Stored data entries:
%%

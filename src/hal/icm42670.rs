//! ICM-42670-P 6-axis IMU driver (accelerometer only)
//!
//! I2C control, polled reads.
//! Reference: ICM-42670-P datasheet, DS-000451

use embedded_hal::i2c::I2c;

use crate::sampler::{Acceleration, OrientationSensor};

/// ICM-42670-P I2C address (AD0 = HIGH)
pub const ICM42670_ADDR: u8 = 0x69;

/// Expected WHO_AM_I value
pub const WHO_AM_I_VALUE: u8 = 0x67;

/// ICM-42670-P register addresses (bank 0)
mod regs {
    pub const ACCEL_DATA_X1: u8 = 0x0B;
    pub const PWR_MGMT0: u8 = 0x1F;
    pub const ACCEL_CONFIG0: u8 = 0x21;
    pub const WHO_AM_I: u8 = 0x75;
}

/// PWR_MGMT0: accelerometer in low-noise mode, gyro off
const ACCEL_MODE_LN: u8 = 0b11;

/// ACCEL_CONFIG0: ±4 g full scale, 100 Hz ODR
const ACCEL_FS_4G_ODR_100HZ: u8 = (0b10 << 5) | 0b1001;

/// Counts per g at ±4 g
const LSB_PER_G: f32 = 8192.0;

/// ICM-42670 driver error
#[derive(Debug, Clone, Copy, PartialEq, Eq)]
pub enum SensorError {
    /// I2C communication error
    Bus,
    /// Chip answered with an unexpected WHO_AM_I
    WrongChip(u8),
}

impl core::fmt::Display for SensorError {
    fn fmt(&self, f: &mut core::fmt::Formatter<'_>) -> core::fmt::Result {
        match self {
            Self::Bus => write!(f, "I2C bus error"),
            Self::WrongChip(id) => write!(
                f,
                "WHO_AM_I 0x{:02X}, expected 0x{:02X}",
                id, WHO_AM_I_VALUE
            ),
        }
    }
}

/// ICM-42670 driver
pub struct Icm42670<I2C> {
    i2c: I2C,
    address: u8,
}

impl<I2C: I2c> Icm42670<I2C> {
    /// Create driver; no bus traffic until [`Icm42670::init`]
    pub fn new(i2c: I2C, address: u8) -> Self {
        Self { i2c, address }
    }

    /// Probe the chip and start the accelerometer
    pub fn init(&mut self) -> Result<(), SensorError> {
        let id = self.read_reg(regs::WHO_AM_I)?;
        if id != WHO_AM_I_VALUE {
            return Err(SensorError::WrongChip(id));
        }

        self.write_reg(regs::ACCEL_CONFIG0, ACCEL_FS_4G_ODR_100HZ)?;
        self.write_reg(regs::PWR_MGMT0, ACCEL_MODE_LN)?;
        Ok(())
    }

    /// Raw accelerometer counts (x, y, z)
    pub fn read_raw(&mut self) -> Result<[i16; 3], SensorError> {
        let mut buf = [0u8; 6];
        self.i2c
            .write_read(self.address, &[regs::ACCEL_DATA_X1], &mut buf)
            .map_err(|_| SensorError::Bus)?;

        Ok([
            i16::from_be_bytes([buf[0], buf[1]]),
            i16::from_be_bytes([buf[2], buf[3]]),
            i16::from_be_bytes([buf[4], buf[5]]),
        ])
    }

    /// Give the bus back
    pub fn release(self) -> I2C {
        self.i2c
    }

    fn read_reg(&mut self, reg: u8) -> Result<u8, SensorError> {
        let mut val = [0u8; 1];
        self.i2c
            .write_read(self.address, &[reg], &mut val)
            .map_err(|_| SensorError::Bus)?;
        Ok(val[0])
    }

    fn write_reg(&mut self, reg: u8, val: u8) -> Result<(), SensorError> {
        self.i2c
            .write(self.address, &[reg, val])
            .map_err(|_| SensorError::Bus)
    }
}

impl<I2C: I2c> OrientationSensor for Icm42670<I2C> {
    type Error = SensorError;

    fn read(&mut self) -> Result<Acceleration, SensorError> {
        let [x, y, z] = self.read_raw()?;
        Ok(Acceleration {
            ax: f32::from(x) / LSB_PER_G,
            ay: f32::from(y) / LSB_PER_G,
            az: f32::from(z) / LSB_PER_G,
        })
    }
}
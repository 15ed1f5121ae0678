//! Console errors, printed as `Exx: text`

use core::fmt;
use core::num::{IntErrorKind, ParseIntError};

use crate::config::OutOfRange;

/// Why a control line was rejected
#[derive(Debug, Clone, Copy, PartialEq, Eq)]
pub enum ConsoleError {
    /// `:name` is not in the command table
    UnknownCommand,
    /// Argument is not a number or keyword the command knows
    InvalidValue,
    /// Command needs an argument
    MissingArg,
    /// Number parsed but is outside the accepted range
    OutOfRange,
}

impl ConsoleError {
    fn parts(self) -> (&'static str, &'static str) {
        match self {
            Self::UnknownCommand => ("E01", "unknown command"),
            Self::InvalidValue => ("E02", "invalid value"),
            Self::MissingArg => ("E03", "missing argument"),
            Self::OutOfRange => ("E04", "out of range"),
        }
    }

    /// Stable code, e.g. `E01`
    pub fn code(&self) -> &'static str {
        self.parts().0
    }

    pub fn message(&self) -> &'static str {
        self.parts().1
    }
}

/// A number too large for the target type is out of range, not invalid.
impl From<ParseIntError> for ConsoleError {
    fn from(e: ParseIntError) -> Self {
        match e.kind() {
            IntErrorKind::PosOverflow | IntErrorKind::NegOverflow => Self::OutOfRange,
            _ => Self::InvalidValue,
        }
    }
}

impl From<OutOfRange> for ConsoleError {
    fn from(_: OutOfRange) -> Self {
        Self::OutOfRange
    }
}

impl fmt::Display for ConsoleError {
    fn fmt(&self, f: &mut fmt::Formatter<'_>) -> fmt::Result {
        let (code, message) = self.parts();
        write!(f, "{}: {}", code, message)
    }
}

%%

== Exercise objective ==
Exact reproduction is required. Give the lines of the data from its first line through the line containing "start the accelerometer", and no others.

== Completed task ==
filename src/hal/icm42670.rs
//! ICM-42670-P 6-axis IMU driver (accelerometer only)
//!
//! I2C control, polled reads.
//! Reference: ICM-42670-P datasheet, DS-000451

use embedded_hal::i2c::I2c;

use crate::sampler::{Acceleration, OrientationSensor};

/// ICM-42670-P I2C address (AD0 = HIGH)
pub const ICM42670_ADDR: u8 = 0x69;

/// Expected WHO_AM_I value
pub const WHO_AM_I_VALUE: u8 = 0x67;

/// ICM-42670-P register addresses (bank 0)
mod regs {
    pub const ACCEL_DATA_X1: u8 = 0x0B;
    pub const PWR_MGMT0: u8 = 0x1F;
    pub const ACCEL_CONFIG0: u8 = 0x21;
    pub const WHO_AM_I: u8 = 0x75;
}

/// PWR_MGMT0: accelerometer in low-noise mode, gyro off
const ACCEL_MODE_LN: u8 = 0b11;

/// ACCEL_CONFIG0: ±4 g full scale, 100 Hz ODR
const ACCEL_FS_4G_ODR_100HZ: u8 = (0b10 << 5) | 0b1001;

/// Counts per g at ±4 g
const LSB_PER_G: f32 = 8192.0;

/// ICM-42670 driver error
#[derive(Debug, Clone, Copy, PartialEq, Eq)]
pub enum SensorError {
    /// I2C communication error
    Bus,
    /// Chip answered with an unexpected WHO_AM_I
    WrongChip(u8),
}

impl core::fmt::Display for SensorError {
    fn fmt(&self, f: &mut core::fmt::Formatter<'_>) -> core::fmt::Result {
        match self {
            Self::Bus => write!(f, "I2C bus error"),
            Self::WrongChip(id) => write!(
                f,
                "WHO_AM_I 0x{:02X}, expected 0x{:02X}",
                id, WHO_AM_I_VALUE
            ),
        }
    }
}

/// ICM-42670 driver
pub struct Icm42670<I2C> {
    i2c: I2C,
    address: u8,
}

impl<I2C: I2c> Icm42670<I2C> {
    /// Create driver; no bus traffic until [`Icm42670::init`]
    pub fn new(i2c: I2C, address: u8) -> Self {
        Self { i2c, address }
    }

    /// Probe the chip and start the accelerometer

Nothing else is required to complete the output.